▶ Stored items
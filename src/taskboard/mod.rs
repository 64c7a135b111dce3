//! Taskboard record synchronization for the operations-centre dashboard.
//!
//! A taskboard is the per-shift procedural checklist an operator works
//! through during a turn. One durable row exists per
//! `(user, form type, date)`; the synchronizer keeps the operator's
//! in-memory form state mirrored to that row, with a local-cache fallback
//! for unauthenticated sessions and a self-healing write-through when the
//! durable row has been lost. The module follows hexagonal architecture:
//!
//! - Domain types in [`domain`]
//! - Port contracts in [`ports`]
//! - Adapter implementations in [`adapters`]
//! - Orchestration services in [`services`]

pub mod adapters;
pub mod domain;
pub mod ports;
pub mod services;

#[cfg(test)]
mod tests;
//! PS2 batch validation and fixed-width serialization.

use super::{Ps2Batch, Ps2EncodeError, Ps2Entry};

/// Width of every PS2 record.
const RECORD_LEN: usize = 80;
/// Width of account number fields.
const ACCOUNT_LEN: usize = 21;
/// Width of the processing-date field.
const DATE_LEN: usize = 8;
/// Width of the sender-reference field.
const REFERENCE_LEN: usize = 20;
/// Width of the payee-name field.
const PAYEE_NAME_LEN: usize = 35;
/// Digits in the integer part of an amount field.
const AMOUNT_DIGITS: usize = 11;
/// Digits in the footer entry-count field.
const COUNT_DIGITS: usize = 14;

/// Header record type plus its fixed layout code.
const HEADER_PREFIX: &str = "PS2112000";
/// Detail record type.
const DETAIL_PREFIX: &str = "PS22";
/// Footer record type.
const FOOTER_PREFIX: &str = "PS29";
/// Currency code the format hard-wires.
const CURRENCY: &str = "CVE";
/// Fixed decimal field; amounts are whole currency units.
const DECIMAL_SUFFIX: &str = "00";
/// Fixed filler completing a detail record to the record width.
const DETAIL_FILLER: &str = "0000000";

/// Validates a batch and serializes it to the PS2 fixed-width format.
///
/// Produces one 80-character header, one 80-character detail record per
/// entry in input order, and one 80-character footer carrying the entry
/// count and the amount total, joined by newlines.
///
/// # Errors
///
/// Returns the specific [`Ps2EncodeError`] for the first failing field or
/// row; no partial file is ever produced.
pub fn encode(batch: &Ps2Batch) -> Result<String, Ps2EncodeError> {
    if !is_exact_digits(batch.company_account(), ACCOUNT_LEN) {
        return Err(Ps2EncodeError::InvalidCompanyAccount);
    }
    if !is_exact_digits(batch.processing_date(), DATE_LEN) {
        return Err(Ps2EncodeError::InvalidProcessingDate);
    }
    let reference = batch.sender_reference().trim();
    if reference.is_empty() {
        return Err(Ps2EncodeError::MissingReference);
    }

    let mut lines = Vec::with_capacity(batch.entries().len() + 2);
    lines.push(header_record(batch, reference));

    let mut total: u64 = 0;
    for (index, entry) in batch.entries().iter().enumerate() {
        let row = index + 1;
        lines.push(detail_record(entry, row)?);
        total = total.saturating_add(entry.amount());
    }

    lines.push(footer_record(batch.entries().len(), total));
    Ok(lines.join("\n"))
}

fn header_record(batch: &Ps2Batch, reference: &str) -> String {
    let line = format!(
        "{HEADER_PREFIX}{}{CURRENCY}{}{}",
        batch.company_account(),
        batch.processing_date(),
        pad_text(reference, REFERENCE_LEN),
    );
    pad_record(line)
}

fn detail_record(entry: &Ps2Entry, row: usize) -> Result<String, Ps2EncodeError> {
    if !is_exact_digits(entry.account_number(), ACCOUNT_LEN) {
        return Err(Ps2EncodeError::InvalidAccountNumber { row });
    }

    let line = format!(
        "{DETAIL_PREFIX}{}{:0AMOUNT_DIGITS$}{DECIMAL_SUFFIX}{}{DETAIL_FILLER}",
        entry.account_number(),
        entry.amount(),
        pad_text(entry.payee_name(), PAYEE_NAME_LEN),
    );

    // Oversized amounts overflow the fixed zero-padding; catch them here
    // rather than emit a malformed record.
    let length = line.chars().count();
    if length != RECORD_LEN {
        return Err(Ps2EncodeError::RecordLengthMismatch { row, length });
    }
    Ok(line)
}

fn footer_record(entry_count: usize, total: u64) -> String {
    pad_record(format!(
        "{FOOTER_PREFIX}{entry_count:0COUNT_DIGITS$}{total:0AMOUNT_DIGITS$}"
    ))
}

/// Returns whether the value is exactly `len` ASCII digits.
fn is_exact_digits(value: &str, len: usize) -> bool {
    value.len() == len && value.chars().all(|ch| ch.is_ascii_digit())
}

/// Right-pads with spaces, truncating when longer than `len`.
fn pad_text(value: &str, len: usize) -> String {
    let mut padded: String = value.chars().take(len).collect();
    while padded.chars().count() < len {
        padded.push(' ');
    }
    padded
}

/// Right-pads a record with `0` to the fixed record width.
fn pad_record(mut line: String) -> String {
    while line.chars().count() < RECORD_LEN {
        line.push('0');
    }
    line
}
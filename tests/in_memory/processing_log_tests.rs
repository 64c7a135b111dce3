//! Processing-log integration tests over the in-memory log store.

use crate::in_memory::helpers::{log, operation_row, runtime};
use mockable::DefaultClock;
use opsdesk::taskboard::{
    adapters::memory::InMemoryProcessingLog,
    ports::ProcessingLogRepository,
    services::{saved_count, ProcessingLogService, RowOutcome},
};
use rstest::rstest;
use std::io;
use std::sync::Arc;
use tokio::runtime::Runtime;

fn service(log: &Arc<InMemoryProcessingLog>) -> ProcessingLogService<InMemoryProcessingLog, DefaultClock> {
    ProcessingLogService::new(Arc::clone(log), Arc::new(DefaultClock))
}

/// Tests that an operation number is rejected on resubmission, even from a
/// separate service instance.
#[rstest]
fn operation_numbers_stay_unique_across_services(
    runtime: io::Result<Runtime>,
    log: Arc<InMemoryProcessingLog>,
) {
    let rt = runtime.expect("runtime creation");

    let outcomes = rt.block_on(service(&log).record_rows(&[operation_row("OP-445")]));
    assert_eq!(saved_count(&outcomes), 1);

    let outcomes = rt.block_on(service(&log).record_rows(&[operation_row("OP-445")]));
    assert!(matches!(
        &outcomes[0],
        RowOutcome::DuplicateOperationNumber(number) if number == "OP-445"
    ));
    assert_eq!(log.entries().expect("log readable").len(), 1);
}

/// Tests lookup of persisted entries by operation number.
#[rstest]
fn recorded_entries_are_searchable_by_operation_number(
    runtime: io::Result<Runtime>,
    log: Arc<InMemoryProcessingLog>,
) {
    let rt = runtime.expect("runtime creation");
    rt.block_on(service(&log).record_rows(&[operation_row("OP-445"), operation_row("OP-900")]));

    let found = rt
        .block_on(log.find_by_operation_number("OP-900"))
        .expect("lookup");
    assert_eq!(found.len(), 1);
    assert_eq!(found[0].operation_number(), Some("OP-900"));

    let missing = rt
        .block_on(log.find_by_operation_number("OP-000"))
        .expect("lookup");
    assert!(missing.is_empty());
}
//! Turn metadata captured per shift.

use serde::{Deserialize, Serialize};

/// Operator and timing metadata for one shift of a taskboard form.
///
/// Mirrors the raw form state, so all fields are free text and may be
/// empty while the operator is still filling the form in.
#[derive(Debug, Clone, Default, PartialEq, Eq, Serialize, Deserialize)]
pub struct TurnEntry {
    /// Operator on duty for the shift.
    pub operator_id: String,
    /// Shift start time as entered on the form.
    pub start_time: String,
    /// Shift end time as entered on the form.
    pub end_time: String,
    /// Free-form notes attached to the shift.
    pub notes: String,
}

impl TurnEntry {
    /// Creates a turn entry for the given operator with empty timing fields.
    #[must_use]
    pub fn for_operator(operator_id: impl Into<String>) -> Self {
        Self {
            operator_id: operator_id.into(),
            ..Self::default()
        }
    }

    /// Sets the shift start time.
    #[must_use]
    pub fn with_start_time(mut self, start_time: impl Into<String>) -> Self {
        self.start_time = start_time.into();
        self
    }

    /// Sets the shift end time.
    #[must_use]
    pub fn with_end_time(mut self, end_time: impl Into<String>) -> Self {
        self.end_time = end_time.into();
        self
    }

    /// Sets the free-form notes.
    #[must_use]
    pub fn with_notes(mut self, notes: impl Into<String>) -> Self {
        self.notes = notes.into();
        self
    }
}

▶ Problem statement
Check each line above for the string "ports" and show the ones that have it.

▶ Expected output
//! - Port contracts in [`ports`]
pub mod ports;
    ports::ProcessingLogRepository,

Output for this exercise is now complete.